Rules to be followed by medical teams in difficult clinical situations are most helpful when they can also be used for discussions on therapeutic options with the patients and their families. To be adequate, the main elements of guidelines must be medically sound, understandable by lay persons and justified by current ethical and societal standards. Most importantly, individual preferences and advanced directives must always be taken into account. These should be discussed as early in the disease process as possible. The publication in the lay press of the essential points of ethical guidelines such as those applicable in a pandemic causing resource scarcity is also a good opportunity to motivate all citizens to think about their personal values and preferences, to be respected should they be confronted with a serious health problem – due to a pandemic or another cause. This is important for all of us, but especially for those of retirement age, when advanced directives should be defined and revised regularly. In an emergency situation, not only the family, but also the medical team needs to know what the patient’s choices are when an indication for interventions such as intubation, intensive care treatment or reanimation in the case of a cardiac arrest arises. Experiences during the first and the second wave of COVID-19 reinforce the importance of these reflections, independently of the necessity of triage [17].
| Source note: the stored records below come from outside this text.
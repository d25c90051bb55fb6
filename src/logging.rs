use env_logger::Env;

/// `info` unless RUST_LOG says otherwise.
pub fn init() {
    env_logger::Builder::from_env(Env::default().default_filter_or("info"))
        .format_timestamp_millis()
        .init();
}
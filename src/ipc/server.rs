use anyhow::{Result, anyhow};
use log::{error, info, warn};
use notify::{EventKind, RecursiveMode, Watcher};
use signal_hook::{
    consts::{SIGINT, SIGTERM},
    iterator::Signals,
};
use std::{
    io::{BufRead, BufReader, ErrorKind, Write},
    os::unix::net::{UnixListener, UnixStream},
    path::Path,
    sync::mpsc::{self, Sender},
    thread,
    time::Duration,
};

use super::dispatch;
use super::runtime::socket_path;
use crate::config::ConfigState;
use crate::recorder::Recorder;
use crate::store::JsonFileStore;

pub(super) struct DaemonState {
    pub cfg: ConfigState,
    pub recorder: Recorder<JsonFileStore>,
}

impl DaemonState {
    fn new() -> Result<Self> {
        Ok(Self::from_config(ConfigState::load_or_install_default()?))
    }

    pub(super) fn from_config(cfg: ConfigState) -> Self {
        let store = JsonFileStore::new(cfg.history_path());
        let recorder = Recorder::new(cfg.config.clone(), store);
        Self { cfg, recorder }
    }

    /// On error the previous config stays active.
    pub(super) fn reload(&mut self) -> Result<()> {
        self.cfg.reload()?;
        self.recorder.set_config(self.cfg.config.clone());
        info!("config reloaded from {}", self.cfg.config_path.display());
        Ok(())
    }
}

enum DaemonEvent {
    Signal(i32),
    ConfigChanged,
}

enum Flow {
    Continue,
    Shutdown,
}

pub fn run_daemon() -> Result<()> {
    // socket
    let sock = socket_path()?;
    if sock.exists() {
        let _ = std::fs::remove_file(&sock);
    }
    let listener = UnixListener::bind(&sock)?;
    info!("daemon: listening on {}", sock.display());

    // state
    let mut state = DaemonState::new()?;
    info!(
        "daemon: profile '{}', {} stored sessions",
        state.cfg.config.meta.name.as_deref().unwrap_or("default"),
        state.recorder.history_len()
    );

    // events
    let (tx_evt, rx_evt) = mpsc::channel::<DaemonEvent>();
    spawn_signal_thread(tx_evt.clone())?;
    let _watcher = match watch_config(&state.cfg.config_dir, tx_evt) {
        Ok(w) => Some(w),
        Err(e) => {
            warn!("config watcher unavailable: {e}");
            None
        }
    };

    // accept loop; clients are served one at a time
    listener.set_nonblocking(true)?;
    loop {
        match listener.accept() {
            Ok((stream, _)) => match handle_client(stream, &mut state) {
                Ok(Flow::Continue) => {}
                Ok(Flow::Shutdown) => break,
                Err(e) => error!("ipc client error: {e}"),
            },
            Err(e) if e.kind() == ErrorKind::WouldBlock => {
                thread::sleep(Duration::from_millis(10));
            }
            Err(e) => error!("accept failed: {e}"),
        }

        let mut stop = false;
        while let Ok(evt) = rx_evt.try_recv() {
            match evt {
                DaemonEvent::Signal(sig) => {
                    info!("daemon: caught signal {sig}");
                    stop = true;
                }
                DaemonEvent::ConfigChanged => {
                    if let Err(e) = state.reload() {
                        error!("reload failed, keeping last good config: {e:#}");
                    }
                }
            }
        }
        if stop {
            break;
        }
    }

    state.recorder.shutdown();
    let _ = std::fs::remove_file(&sock);
    info!("daemon: stopped");
    Ok(())
}

fn spawn_signal_thread(tx: Sender<DaemonEvent>) -> Result<()> {
    let mut signals = Signals::new([SIGINT, SIGTERM])?;
    thread::spawn(move || {
        for sig in signals.forever() {
            if tx.send(DaemonEvent::Signal(sig)).is_err() {
                break;
            }
        }
    });
    Ok(())
}

fn watch_config(dir: &Path, tx: Sender<DaemonEvent>) -> Result<notify::RecommendedWatcher> {
    let mut watcher = notify::recommended_watcher(move |res: notify::Result<notify::Event>| {
        let Ok(event) = res else {
            return;
        };
        if !matches!(event.kind, EventKind::Create(_) | EventKind::Modify(_)) {
            return;
        }
        let touches_config = event
            .paths
            .iter()
            .any(|p| p.file_name().is_some_and(|n| n == "config.toml"));
        if touches_config {
            let _ = tx.send(DaemonEvent::ConfigChanged);
        }
    })?;
    watcher.watch(dir, RecursiveMode::NonRecursive)?;
    Ok(watcher)
}

fn handle_client(mut stream: UnixStream, st: &mut DaemonState) -> Result<Flow> {
    stream.set_nonblocking(false)?;
    stream.set_read_timeout(Some(Duration::from_secs(2)))?;
    let mut reader = BufReader::new(stream.try_clone()?);
    let mut line = String::new();
    reader.read_line(&mut line)?;
    if line.trim().is_empty() {
        return Ok(Flow::Continue);
    }

    let (resp, shutdown) = dispatch::handle_line(&line, st);
    writeln!(stream, "{resp}")?;
    Ok(if shutdown {
        Flow::Shutdown
    } else {
        Flow::Continue
    })
}

// client helper
pub fn client_request(req: serde_json::Value) -> Result<serde_json::Value> {
    let sock = socket_path()?;
    if !sock.exists() {
        return Err(anyhow!(
            "boxlax daemon is not running (socket missing at {}); run `boxlax start`",
            sock.display()
        ));
    }
    let mut stream = UnixStream::connect(sock)?;
    let line = serde_json::to_string(&req)? + "\n";
    stream.write_all(line.as_bytes())?;
    let mut reader = BufReader::new(stream);
    let mut resp = String::new();
    reader.read_line(&mut resp)?;
    let v: serde_json::Value = serde_json::from_str(&resp)?;
    Ok(v)
}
In conclusion, the revised Swiss guidelines bring not only a useful framework for delicate discussions and decisions at the bedside, but hopefully also progress in public awareness of some limits of the best health systems in the world, appearing much faster in a time of scarcity of resources. Based on what we learned from the crisis of this year, several aspects of our and other health systems could benefit from a revision or an update, in line with a recognised truism [18].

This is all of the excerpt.